Hundreds of thousands of Americans have accumulated substantial tax debts and the government has spent the past few years making life very hard for them. In 2015 it announced a law that proposed travel bans for anyone with a tax debt greater than $51,000 and it has been tightening the noose ever since.
Debt is a very serious issue and one that causes a great deal of stress, but when the person you owe money to is the US government, then it becomes an even bigger and more stressful problem. There are ways to escape though, and in this guide we’ll show you some of the ways to get out of tax debt.
Why Tax Debt is Common
Significant amounts of tax debt are not that common, but smaller amounts are. Every year countless Americans discover that they owe money to the government because they didn’t pay enough taxes throughout the year. If they owe more than $1,000 then they are also hit with a fee, and if this isn’t paid off then it just grows from there.
To avoid this happening in the future you need to re-evaluate your situation every time there is a major event or change in your life, whether that be a change in your career, such as a new job, a promotion or a retirement, or a change to your family life, such as a new home or a marriage.
If you already have tax debt, then you need to look into tax relief in order to get rid of it.
Tax relief refers to a program that helps to reduce tax debt, either by reducing the amount that is owed or by creating a payment plan to clear it. There are a few different ways that you benefit from tax relief, including:
1. Payment Plans
One of the better options, this allows individuals or businesses to initiate a payment plan based around affordable monthly repayments. This is much more preferable to a single lump-sum payment and gives the debtor more control over their debt.
2. Penalty Relief
Penalty relief removes penalty fees under certain circumstances. The fees that can be removed include those charged for failure to make an on-time payment, failure to file on time, and failure to deposit money when required. If the following are true then a relief may be provided:
- There are no penalties for the previous 3 tax years, or the debtor didn’t have to file a return prior to the one that accrued a penalty.
- All returns were filed, or a time extension was filed.

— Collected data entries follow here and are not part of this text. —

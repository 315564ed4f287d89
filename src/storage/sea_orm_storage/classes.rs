use super::SeaOrmStorage;
use crate::entity::classes::{ActiveModel, Column, Entity as Classes};
use crate::entity::{class_students, class_subjects, class_teachers};
use crate::errors::{Result, SchoolSystemError};
use crate::models::SortOrder;
use crate::models::classes::{
    entities::{ClassShift, ClassStatus, EducationLevel, SchoolClass},
    requests::{ClassListQuery, UpdateClassRequest},
};
use sea_orm::{
    ActiveModelTrait, ColumnTrait, EntityTrait, PaginatorTrait, QueryFilter, QueryOrder,
    QuerySelect, Set,
};

impl SeaOrmStorage {
    /// 创建班级
    pub async fn create_class_impl(
        &self,
        name: &str,
        school_year: i32,
        shift: ClassShift,
        education_level: EducationLevel,
    ) -> Result<SchoolClass> {
        let now = chrono::Utc::now().timestamp();

        let model = ActiveModel {
            name: Set(name.to_string()),
            school_year: Set(school_year),
            shift: Set(shift.to_string()),
            education_level: Set(education_level.to_string()),
            status: Set(ClassStatus::Active.to_string()),
            created_at: Set(now),
            updated_at: Set(now),
            ..Default::default()
        };

        let result = model
            .insert(&self.db)
            .await
            .map_err(|e| SchoolSystemError::database_operation(format!("创建班级失败: {e}")))?;

        Ok(result.into_class())
    }

    pub async fn get_class_by_id_impl(&self, id: i64) -> Result<Option<SchoolClass>> {
        let result = Classes::find_by_id(id)
            .one(&self.db)
            .await
            .map_err(|e| SchoolSystemError::database_operation(format!("查询班级失败: {e}")))?;

        Ok(result.map(|m| m.into_class()))
    }

    /// 同名同学年同阶段的班级查重
    pub async fn find_class_duplicate_impl(
        &self,
        name: &str,
        school_year: i32,
        education_level: EducationLevel,
    ) -> Result<Option<SchoolClass>> {
        let result = Classes::find()
            .filter(Column::Name.eq(name))
            .filter(Column::SchoolYear.eq(school_year))
            .filter(Column::EducationLevel.eq(education_level.to_string()))
            .one(&self.db)
            .await
            .map_err(|e| SchoolSystemError::database_operation(format!("班级查重失败: {e}")))?;

        Ok(result.map(|m| m.into_class()))
    }

    pub async fn list_classes_impl(&self, query: &ClassListQuery) -> Result<Vec<SchoolClass>> {
        let mut select = Classes::find();

        if let Some(status) = query.status {
            select = select.filter(Column::Status.eq(status.to_string()));
        }
        if let Some(level) = query.education_level {
            select = select.filter(Column::EducationLevel.eq(level.to_string()));
        }
        if let Some(year) = query.school_year {
            select = select.filter(Column::SchoolYear.eq(year));
        }
        if let Some(shift) = query.shift {
            select = select.filter(Column::Shift.eq(shift.to_string()));
        }

        select = match query.order.unwrap_or_default() {
            SortOrder::AZ => select.order_by_asc(Column::Name),
            SortOrder::ZA => select.order_by_desc(Column::Name),
            SortOrder::Recent => select.order_by_desc(Column::CreatedAt),
            SortOrder::Oldest => select.order_by_asc(Column::CreatedAt),
        };

        let result = select
            .all(&self.db)
            .await
            .map_err(|e| SchoolSystemError::database_operation(format!("查询班级列表失败: {e}")))?;

        Ok(result.into_iter().map(|m| m.into_class()).collect())
    }

    pub async fn update_class_impl(
        &self,
        id: i64,
        update: &UpdateClassRequest,
    ) -> Result<Option<SchoolClass>> {
        let existing = self.get_class_by_id_impl(id).await?;
        if existing.is_none() {
            return Ok(None);
        }

        let mut model = ActiveModel {
            id: Set(id),
            updated_at: Set(chrono::Utc::now().timestamp()),
            ..Default::default()
        };

        if let Some(name) = &update.name {
            model.name = Set(name.clone());
        }
        if let Some(shift) = update.shift {
            model.shift = Set(shift.to_string());
        }
        if let Some(level) = update.education_level {
            model.education_level = Set(level.to_string());
        }
        if let Some(year) = update.school_year {
            model.school_year = Set(year);
        }
        if let Some(status) = update.status {
            model.status = Set(status.to_string());
        }

        model
            .update(&self.db)
            .await
            .map_err(|e| SchoolSystemError::database_operation(format!("更新班级失败: {e}")))?;

        self.get_class_by_id_impl(id).await
    }

    pub async fn delete_class_impl(&self, id: i64) -> Result<bool> {
        let result = Classes::delete_by_id(id)
            .exec(&self.db)
            .await
            .map_err(|e| SchoolSystemError::database_operation(format!("删除班级失败: {e}")))?;

        Ok(result.rows_affected > 0)
    }

    /// 整体替换班级学生名单
    pub async fn set_class_students_impl(&self, class_id: i64, student_ids: &[i64]) -> Result<()> {
        class_students::Entity::delete_many()
            .filter(class_students::Column::ClassId.eq(class_id))
            .exec(&self.db)
            .await
            .map_err(|e| SchoolSystemError::database_operation(format!("清除班级学生失败: {e}")))?;

        let now = chrono::Utc::now().timestamp();
        for student_id in student_ids {
            let link = class_students::ActiveModel {
                class_id: Set(class_id),
                student_id: Set(*student_id),
                created_at: Set(now),
                ..Default::default()
            };
            link.insert(&self.db).await.map_err(|e| {
                SchoolSystemError::database_operation(format!("写入班级学生失败: {e}"))
            })?;
        }

        Ok(())
    }

    /// 整体替换班级教师名单
    pub async fn set_class_teachers_impl(&self, class_id: i64, teacher_ids: &[i64]) -> Result<()> {
        class_teachers::Entity::delete_many()
            .filter(class_teachers::Column::ClassId.eq(class_id))
            .exec(&self.db)
            .await
            .map_err(|e| SchoolSystemError::database_operation(format!("清除班级教师失败: {e}")))?;

        let now = chrono::Utc::now().timestamp();
        for teacher_id in teacher_ids {
            let link = class_teachers::ActiveModel {
                class_id: Set(class_id),
                teacher_id: Set(*teacher_id),
                created_at: Set(now),
                ..Default::default()
            };
            link.insert(&self.db).await.map_err(|e| {
                SchoolSystemError::database_operation(format!("写入班级教师失败: {e}"))
            })?;
        }

        Ok(())
    }

    /// 整体替换班级科目
    pub async fn set_class_subjects_impl(&self, class_id: i64, subject_ids: &[i64]) -> Result<()> {
        class_subjects::Entity::delete_many()
            .filter(class_subjects::Column::ClassId.eq(class_id))
            .exec(&self.db)
            .await
            .map_err(|e| SchoolSystemError::database_operation(format!("清除班级科目失败: {e}")))?;

        let now = chrono::Utc::now().timestamp();
        for subject_id in subject_ids {
            let link = class_subjects::ActiveModel {
                class_id: Set(class_id),
                subject_id: Set(*subject_id),
                created_at: Set(now),
                ..Default::default()
            };
            link.insert(&self.db).await.map_err(|e| {
                SchoolSystemError::database_operation(format!("写入班级科目失败: {e}"))
            })?;
        }

        Ok(())
    }

    /// 幂等地把教师加入班级
    pub async fn add_class_teacher_impl(&self, class_id: i64, teacher_id: i64) -> Result<()> {
        let existing = class_teachers::Entity::find()
            .filter(class_teachers::Column::ClassId.eq(class_id))
            .filter(class_teachers::Column::TeacherId.eq(teacher_id))
            .one(&self.db)
            .await
            .map_err(|e| SchoolSystemError::database_operation(format!("查询班级教师失败: {e}")))?;

        if existing.is_some() {
            return Ok(());
        }

        let link = class_teachers::ActiveModel {
            class_id: Set(class_id),
            teacher_id: Set(teacher_id),
            created_at: Set(chrono::Utc::now().timestamp()),
            ..Default::default()
        };
        link.insert(&self.db)
            .await
            .map_err(|e| SchoolSystemError::database_operation(format!("写入班级教师失败: {e}")))?;

        Ok(())
    }

    pub async fn student_ids_of_class_impl(&self, class_id: i64) -> Result<Vec<i64>> {
        let ids: Vec<i64> = class_students::Entity::find()
            .filter(class_students::Column::ClassId.eq(class_id))
            .select_only()
            .column(class_students::Column::StudentId)
            .into_tuple()
            .all(&self.db)
            .await
            .map_err(|e| SchoolSystemError::database_operation(format!("查询班级学生失败: {e}")))?;

        Ok(ids)
    }

    pub async fn teacher_ids_of_class_impl(&self, class_id: i64) -> Result<Vec<i64>> {
        let ids: Vec<i64> = class_teachers::Entity::find()
            .filter(class_teachers::Column::ClassId.eq(class_id))
            .select_only()
            .column(class_teachers::Column::TeacherId)
            .into_tuple()
            .all(&self.db)
            .await
            .map_err(|e| SchoolSystemError::database_operation(format!("查询班级教师失败: {e}")))?;

        Ok(ids)
    }

    pub async fn subject_ids_of_class_impl(&self, class_id: i64) -> Result<Vec<i64>> {
        let ids: Vec<i64> = class_subjects::Entity::find()
            .filter(class_subjects::Column::ClassId.eq(class_id))
            .select_only()
            .column(class_subjects::Column::SubjectId)
            .into_tuple()
            .all(&self.db)
            .await
            .map_err(|e| SchoolSystemError::database_operation(format!("查询班级科目失败: {e}")))?;

        Ok(ids)
    }

    /// 学生的班级履历（学年倒序、名称升序）
    pub async fn classes_of_student_impl(&self, student_id: i64) -> Result<Vec<SchoolClass>> {
        let class_ids: Vec<i64> = class_students::Entity::find()
            .filter(class_students::Column::StudentId.eq(student_id))
            .select_only()
            .column(class_students::Column::ClassId)
            .into_tuple()
            .all(&self.db)
            .await
            .map_err(|e| SchoolSystemError::database_operation(format!("查询学生班级失败: {e}")))?;

        if class_ids.is_empty() {
            return Ok(Vec::new());
        }

        let result = Classes::find()
            .filter(Column::Id.is_in(class_ids))
            .order_by_desc(Column::SchoolYear)
            .order_by_asc(Column::Name)
            .all(&self.db)
            .await
            .map_err(|e| SchoolSystemError::database_operation(format!("查询班级失败: {e}")))?;

        Ok(result.into_iter().map(|m| m.into_class()).collect())
    }

    /// 教师作为成员所在的班级
    pub async fn classes_of_teacher_impl(&self, teacher_id: i64) -> Result<Vec<SchoolClass>> {
        let class_ids: Vec<i64> = class_teachers::Entity::find()
            .filter(class_teachers::Column::TeacherId.eq(teacher_id))
            .select_only()
            .column(class_teachers::Column::ClassId)
            .into_tuple()
            .all(&self.db)
            .await
            .map_err(|e| SchoolSystemError::database_operation(format!("查询教师班级失败: {e}")))?;

        if class_ids.is_empty() {
            return Ok(Vec::new());
        }

        let result = Classes::find()
            .filter(Column::Id.is_in(class_ids))
            .order_by_desc(Column::SchoolYear)
            .order_by_asc(Column::Name)
            .all(&self.db)
            .await
            .map_err(|e| SchoolSystemError::database_operation(format!("查询班级失败: {e}")))?;

        Ok(result.into_iter().map(|m| m.into_class()).collect())
    }

    /// 学生在某学年的在读班级（status = active）
    pub async fn active_class_of_student_impl(
        &self,
        student_id: i64,
        school_year: i32,
    ) -> Result<Option<SchoolClass>> {
        let class_ids: Vec<i64> = class_students::Entity::find()
            .filter(class_students::Column::StudentId.eq(student_id))
            .select_only()
            .column(class_students::Column::ClassId)
            .into_tuple()
            .all(&self.db)
            .await
            .map_err(|e| SchoolSystemError::database_operation(format!("查询学生班级失败: {e}")))?;

        if class_ids.is_empty() {
            return Ok(None);
        }

        let result = Classes::find()
            .filter(Column::Id.is_in(class_ids))
            .filter(Column::SchoolYear.eq(school_year))
            .filter(Column::Status.eq(ClassStatus::Active.to_string()))
            .one(&self.db)
            .await
            .map_err(|e| SchoolSystemError::database_operation(format!("查询班级失败: {e}")))?;

        Ok(result.map(|m| m.into_class()))
    }

    /// 学生在某学年的任意班级（不限状态）
    pub async fn class_of_student_in_year_impl(
        &self,
        student_id: i64,
        school_year: i32,
    ) -> Result<Option<SchoolClass>> {
        let class_ids: Vec<i64> = class_students::Entity::find()
            .filter(class_students::Column::StudentId.eq(student_id))
            .select_only()
            .column(class_students::Column::ClassId)
            .into_tuple()
            .all(&self.db)
            .await
            .map_err(|e| SchoolSystemError::database_operation(format!("查询学生班级失败: {e}")))?;

        if class_ids.is_empty() {
            return Ok(None);
        }

        let result = Classes::find()
            .filter(Column::Id.is_in(class_ids))
            .filter(Column::SchoolYear.eq(school_year))
            .one(&self.db)
            .await
            .map_err(|e| SchoolSystemError::database_operation(format!("查询班级失败: {e}")))?;

        Ok(result.map(|m| m.into_class()))
    }

    pub async fn count_classes_impl(&self) -> Result<u64> {
        let count = Classes::find()
            .count(&self.db)
            .await
            .map_err(|e| SchoolSystemError::database_operation(format!("统计班级数量失败: {e}")))?;

        Ok(count)
    }
}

- The debtor has paid all tax due, or has arranged to pay it.
3. Debt Reduction
This option is available to debtors who are undergoing financial hardship and are unable to make a full payment. In such cases the IRS may agree to reduce the debt or even to wipe the debt out entirely. The debtor needs to convince the IRS that they will suffer serious difficulties if they were to pay off the debt in full, at which point allowances may be made.
If the debtor thinks that a mistake was made, or if they are being audited, then they may hire a representative to help them negotiate with the IRS. They must be qualified and licensed unless they are a tax preparer that helped the debtor to file their return in the first place.
What About Debt Settlement?
Debt settlement is one of the best options for escaping debt, and it’s something we recommend for credit card debt and other forms of unsecured debt. It essentially reduces your total debt and allows you to pay it off in one lump-sum. It’s quick, it’s easy, and when you consider how much you can save, it’s also cheap.
Unfortunately, tax debt cannot be cleared by debt settlement programs as the government are not as willing to reduce debts as credit card companies are. However, it can be very helpful if you have other debts in addition to tax debt, allowing you to clear those debts and then use more of your remaining finances to handle tax debt.